El cocinero levantó una ceja, como si la respuesta fuese evidente.
—Los gemidos, señor. Los de la señorita y el señor. Se escuchan desde el primer piso hasta las cocinas. No se puede entrar sin oírlo… todo.

Una ola de malestar subió de golpe al pecho de Marcos. Su expresión cambió.
—¿Es una broma? —espetó, molesto.

Nadie respondió, pero varias miradas se desviaron hacia la puerta. El silencio hablaba por ellos.

Con el pulso acelerado, Marcos avanzó hacia la entrada. Apenas cruzó el umbral, el zumbido leve del ambiente se quebró por un sonido inequívoco.

Gemidos. Claros, ritmados, inconfundibles. De ella y de él.

Marcos se quedó quieto unos segundos, con la mandíbula apretada. El eco de esa realidad hundiéndosele como un puñal lento.

Avanzó por el vestíbulo con pasos largos y tensos. Cada gemido que alcanzaba a oír desde la planta baja le subía la sangre a la cara, no solo por lo que implicaba escuchar a Gabriel con ella, sino porque sabía que todos los empleados afuera estaban oyendo lo mismo. Sentía rabia, vergüenza ajena y algo más que no quería nombrar.

Subió las escaleras sin detenerse, con el pulso golpeándole en las sienes. A mitad del trayecto, los sonidos se hicieron más nítidos. El eco de un gemido femenino seguido por el de Gabriel lo atravesó como un hierro candente.

Cuando estuvo frente a la puerta de la habitación, percibió las respiraciones agitadas, otro gemido, una risa ahogada y la cama crujiendo.

Marcos perdió la paciencia. Levantó la mano y golpeó la puerta con fuerza, como si quisiera arrancarla de sus bisagras.

—¡¿Se quieren callar, maldita sea?! —bramó, sin medir volumen ni consecuencias—. ¡Se escucha en toda la casa!

El silencio cayó del otro lado como una manta pesada. Los gemidos se cortaron de inmediato. Adentro, el aire quedó suspendido.

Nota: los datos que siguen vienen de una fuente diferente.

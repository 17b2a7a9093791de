//! Cross-module tests against the ledger's own derivation vectors.
//!
//! Expected addresses were produced by the ledger runtime. Where an expected
//! address has a leading zero byte, its bytes are taken from the standard
//! Base58 decoder (`bs58`), because the trimmed codec in this crate cannot
//! represent it.

use std::thread;

use rand::rngs::StdRng;
use rand::{Rng, SeedableRng};

use sol_address::{
    base58, create_program_address, find_program_address, is_on_curve, try_find_program_address,
    AddressError, AddressKey, Derivation, ProgramAddressDeriver,
};

const UPGRADEABLE_LOADER: &str = "BPFLoaderUpgradeab1e11111111111111111111111";

fn upgradeable_loader() -> AddressKey {
    AddressKey::from_string(UPGRADEABLE_LOADER).unwrap()
}

fn standard_key(text: &str) -> AddressKey {
    let bytes = bs58::decode(text).into_vec().unwrap();
    AddressKey::try_from_slice(&bytes).unwrap()
}

#[test]
fn ledger_create_program_address_vectors() {
    let program_id = upgradeable_loader();

    let cases: [(&[&[u8]], &str); 2] = [
        (&[b"", &[1]], "BwqrghZA2htAcqq8dzP1WDAhTXYTYWj7CHxF5j7TDBAe"),
        (&[b"Talking", b"Squirrels"], "2fnQrngrQT4SeLcdToJAD96phoEjNL2man2kfRLCASVk"),
    ];

    for (seeds, expected) in &cases {
        assert_eq!(
            create_program_address(seeds, &program_id),
            Derivation::Accepted(AddressKey::from_string(expected).unwrap()),
            "{expected}"
        );
    }
}

#[test]
fn ledger_vector_with_public_key_seed() {
    let program_id = upgradeable_loader();
    let seed_key = AddressKey::from_string("SeedPubey1111111111111111111111111111111111").unwrap();

    assert_eq!(
        AddressKey::create_program_address(&[seed_key.as_ref(), &[1]], &program_id),
        Ok(AddressKey::from_string("976ymqVnfE32QFe6NfGDctSvVa36LWnvYxhU6G2232YL").unwrap())
    );
}

#[test]
fn ledger_vector_with_leading_zero_byte() {
    let program_id = upgradeable_loader();
    let expected = standard_key("13yWmRpaTR4r5nAktwLqMpRNr28tnVUZw26rTvPSSB19");

    let derived =
        AddressKey::create_program_address(&["☉".as_bytes(), &[0]], &program_id).unwrap();
    assert_eq!(derived, expected);
    assert_eq!(derived.as_bytes()[0], 0);

    // The trimmed text drops the leading '1' and no longer parses as a key.
    assert_eq!(
        derived.to_base58(),
        "3yWmRpaTR4r5nAktwLqMpRNr28tnVUZw26rTvPSSB19"
    );
    assert!(AddressKey::from_string(&derived.to_base58()).is_none());
}

#[test]
fn seed_order_matters() {
    let program_id = upgradeable_loader();
    let forward = create_program_address(&[b"Talking", b"Squirrels"], &program_id);
    let single = create_program_address(&[b"Talking"], &program_id);
    let joined = create_program_address(&[b"TalkingSquirrels"], &program_id);
    assert_ne!(forward, single);
    // Seeds are concatenated without separators.
    assert_eq!(forward, joined);
}

#[test]
fn program_id_with_trailing_zero_digits_loses_them_in_text() {
    let program_id = upgradeable_loader();
    assert_eq!(program_id.to_base58(), "BPFLoaderUpgradeab1e");
    assert_eq!(
        base58::encode(program_id.as_bytes()).trim_start_matches('1'),
        UPGRADEABLE_LOADER
    );
}

#[test]
fn end_to_end_test_seed_under_zero_program() {
    let program_id = AddressKey::new([0u8; 32]);
    let (address, bump) = find_program_address(&[b"test"], &program_id).unwrap();

    assert_eq!(bump, 255);
    assert_eq!(
        hex::encode(address.serialize()),
        "ef0b74746a5771a3db286ebd494d3e400dbe92de5978ae49c32c232a62b4e0d9"
    );
    assert_eq!(
        address,
        AddressKey::from_string("H68a6HmNocBWoDtYo2PDxX3ciRHLUosfsnH9b2r7xNPJ").unwrap()
    );
    assert!(!is_on_curve(&address.to_base58()));
}

#[test]
fn find_is_consistent_with_create_for_random_seeds() {
    let mut rng = StdRng::seed_from_u64(0x5eed);
    let program_id = AddressKey::new(rng.gen());

    for _ in 0..16 {
        let len = rng.gen_range(0..=32);
        let mut seed = vec![0u8; len];
        rng.fill(&mut seed[..]);

        let seed = seed.as_slice();

        let (address, bump) = find_program_address(&[seed], &program_id).unwrap();
        assert_eq!(find_program_address(&[seed], &program_id), Ok((address, bump)));
        assert_eq!(
            create_program_address(&[seed, &[bump]], &program_id),
            Derivation::Accepted(address)
        );
        assert!(!address.is_on_curve());

        // Every higher bump must have been on the curve.
        for higher in (bump..=u8::MAX).skip(1) {
            assert_eq!(
                create_program_address(&[seed, &[higher]], &program_id),
                Derivation::RejectedOnCurve
            );
        }
    }
}

#[test]
fn limits_surface_through_every_entry_point() {
    let program_id = AddressKey::new([1u8; 32]);
    let too_long = [0u8; 33];

    assert_eq!(
        AddressKey::create_program_address(&[&too_long], &program_id),
        Err(AddressError::SeedTooLong {
            index: 0,
            len: 33,
            max: 32
        })
    );
    assert_eq!(try_find_program_address(&[&too_long], &program_id), None);
    assert_eq!(
        find_program_address(&[&too_long], &program_id),
        Err(AddressError::BumpSeedNotFound)
    );
}

#[test]
fn bulk_derivation_across_threads_matches_sequential() {
    let program_id = AddressKey::new([0x42; 32]);
    let seeds: Vec<[u8; 8]> = (0u64..32).map(|i| i.to_le_bytes()).collect();

    let sequential: Vec<_> = seeds
        .iter()
        .map(|seed| find_program_address(&[seed.as_slice()], &program_id).unwrap())
        .collect();

    let deriver = ProgramAddressDeriver::new();
    let parallel: Vec<_> = thread::scope(|scope| {
        let handles: Vec<_> = seeds
            .chunks(8)
            .map(|chunk| {
                scope.spawn(move || {
                    chunk
                        .iter()
                        .map(|seed| {
                            deriver
                                .find_program_address(&[seed.as_slice()], &program_id)
                                .unwrap()
                        })
                        .collect::<Vec<_>>()
                })
            })
            .collect();
        handles
            .into_iter()
            .flat_map(|handle| handle.join().unwrap())
            .collect()
    });

    assert_eq!(parallel, sequential);
}

#[test]
fn text_roundtrip_for_keys_the_codec_can_represent() {
    let mut rng = StdRng::seed_from_u64(44);
    let mut checked = 0;
    while checked < 32 {
        let bytes: [u8; 32] = rng.gen();
        let key = AddressKey::new(bytes);
        let standard = bs58::encode(bytes).into_string();
        if bytes[0] == 0 || standard.ends_with('1') {
            continue;
        }
        assert_eq!(key.to_base58(), standard);
        assert_eq!(AddressKey::from_string(&standard), Some(key));
        checked += 1;
    }
}
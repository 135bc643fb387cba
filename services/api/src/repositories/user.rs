//! User repository for database operations

use sqlx::{PgPool, Row, postgres::PgRow};
use tracing::info;
use uuid::Uuid;

use crate::models::{NewUser, User};

fn user_from_row(row: &PgRow) -> User {
    User {
        id: row.get("id"),
        email: row.get("email"),
        username: row.get("username"),
        password_hash: row.get("password_hash"),
        active: row.get("active"),
        created_at: row.get("created_at"),
        updated_at: row.get("updated_at"),
    }
}

/// User repository
#[derive(Clone)]
pub struct UserRepository {
    pool: PgPool,
}

impl UserRepository {
    /// Create a new user repository
    pub fn new(pool: PgPool) -> Self {
        Self { pool }
    }

    /// Create a new user together with its default subscription
    ///
    /// The user row and the subscription row are inserted in one
    /// transaction: a user either exists with an active subscription on the
    /// lowest-priced plan, or not at all.
    pub async fn create_with_default_plan(&self, new_user: &NewUser) -> Result<User, sqlx::Error> {
        info!("Creating new user: {}", new_user.username);

        let mut tx = self.pool.begin().await?;

        let row = sqlx::query(
            r#"
            INSERT INTO users (email, username, password_hash)
            VALUES ($1, $2, $3)
            RETURNING id, email, username, password_hash, active, created_at, updated_at
            "#,
        )
        .bind(&new_user.email)
        .bind(&new_user.username)
        .bind(&new_user.password_hash)
        .fetch_one(&mut *tx)
        .await?;

        let user = user_from_row(&row);

        let plan_row = sqlx::query(
            r#"
            SELECT id
            FROM subscription_plans
            ORDER BY price ASC, id ASC
            LIMIT 1
            "#,
        )
        .fetch_one(&mut *tx)
        .await?;
        let plan_id: i64 = plan_row.get("id");

        sqlx::query(
            r#"
            INSERT INTO user_subscriptions (user_id, plan_id, active)
            VALUES ($1, $2, TRUE)
            "#,
        )
        .bind(user.id)
        .bind(plan_id)
        .execute(&mut *tx)
        .await?;

        tx.commit().await?;

        Ok(user)
    }

    /// Find a user by email
    pub async fn find_by_email(&self, email: &str) -> Result<Option<User>, sqlx::Error> {
        let row = sqlx::query(
            r#"
            SELECT id, email, username, password_hash, active, created_at, updated_at
            FROM users
            WHERE email = $1
            "#,
        )
        .bind(email)
        .fetch_optional(&self.pool)
        .await?;

        Ok(row.map(|row| user_from_row(&row)))
    }

    /// Find a user by username
    pub async fn find_by_username(&self, username: &str) -> Result<Option<User>, sqlx::Error> {
        let row = sqlx::query(
            r#"
            SELECT id, email, username, password_hash, active, created_at, updated_at
            FROM users
            WHERE username = $1
            "#,
        )
        .bind(username)
        .fetch_optional(&self.pool)
        .await?;

        Ok(row.map(|row| user_from_row(&row)))
    }

    /// Find a user by ID
    pub async fn find_by_id(&self, id: Uuid) -> Result<Option<User>, sqlx::Error> {
        let row = sqlx::query(
            r#"
            SELECT id, email, username, password_hash, active, created_at, updated_at
            FROM users
            WHERE id = $1
            "#,
        )
        .bind(id)
        .fetch_optional(&self.pool)
        .await?;

        Ok(row.map(|row| user_from_row(&row)))
    }

    /// Find the user linked to an OAuth account
    pub async fn find_by_oauth_account(
        &self,
        provider: &str,
        provider_user_id: &str,
    ) -> Result<Option<User>, sqlx::Error> {
        let row = sqlx::query(
            r#"
            SELECT u.id, u.email, u.username, u.password_hash, u.active, u.created_at, u.updated_at
            FROM users u
            JOIN oauth_accounts oa ON oa.user_id = u.id
            WHERE oa.provider = $1 AND oa.provider_user_id = $2
            "#,
        )
        .bind(provider)
        .bind(provider_user_id)
        .fetch_optional(&self.pool)
        .await?;

        Ok(row.map(|row| user_from_row(&row)))
    }

    /// Link an OAuth account to a user, refreshing stored provider tokens
    /// when the link already exists
    pub async fn link_oauth_account(
        &self,
        user_id: Uuid,
        provider: &str,
        provider_user_id: &str,
        access_token: Option<&str>,
        refresh_token: Option<&str>,
    ) -> Result<(), sqlx::Error> {
        info!("Linking {} account for user {}", provider, user_id);

        sqlx::query(
            r#"
            INSERT INTO oauth_accounts (user_id, provider, provider_user_id, access_token, refresh_token)
            VALUES ($1, $2, $3, $4, $5)
            ON CONFLICT (provider, provider_user_id)
            DO UPDATE SET access_token = EXCLUDED.access_token,
                          refresh_token = EXCLUDED.refresh_token
            "#,
        )
        .bind(user_id)
        .bind(provider)
        .bind(provider_user_id)
        .bind(access_token)
        .bind(refresh_token)
        .execute(&self.pool)
        .await?;

        Ok(())
    }
}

Marcos permaneció apenas un instante más frente a la puerta, con la rabia y el desgarro chocándole en el pecho. Luego se giró con brusquedad y caminó hacia su propia habitación.

Cerró la puerta con un golpe seco y se dejó caer de espaldas sobre ella, como si tuviera que impedir que algo o alguien lo siguiera. El aire le quemaba en los pulmones. Sentía rabia, vergüenza, celos y un cansancio profundo que no sabía dónde acomodar.

Se pasó las manos por el rostro con desesperación.
—Idiota… —murmuró, sin saber si se lo decía a Gabriel, a Evelin o a sí mismo.

Estuvo unos segundos quieto, mirando el suelo. El eco de lo que había gritado aún le retumbaba en el pecho, pero la furia empezaba a asentarse, volviéndose un nudo cerrado en la boca del estómago. Le dolía haber reaccionado así frente a todos, pero más le dolía lo que había escuchado.

Finalmente inspiró hondo, se obligó a enderezarse y salió de la habitación. Bajó las escaleras con el ceño fruncido aún, pero con el rostro más sereno.

Afuera, todos seguían esperando.

Marcos empujó la puerta y salió.
—Ya pueden entrar —dijo, sin rodeos—. Y no hagan más comentarios sobre eso.

Hubo un murmullo incómodo, algunos bajaron la cabeza y otros asintieron en silencio.

Marcos lo ignoró y buscó con la mirada al mayordomo.
—Necesito agua caliente para un baño —ordenó—. Ahora.

—Enseguida, señor —respondió el hombre, inclinando la cabeza antes de entrar.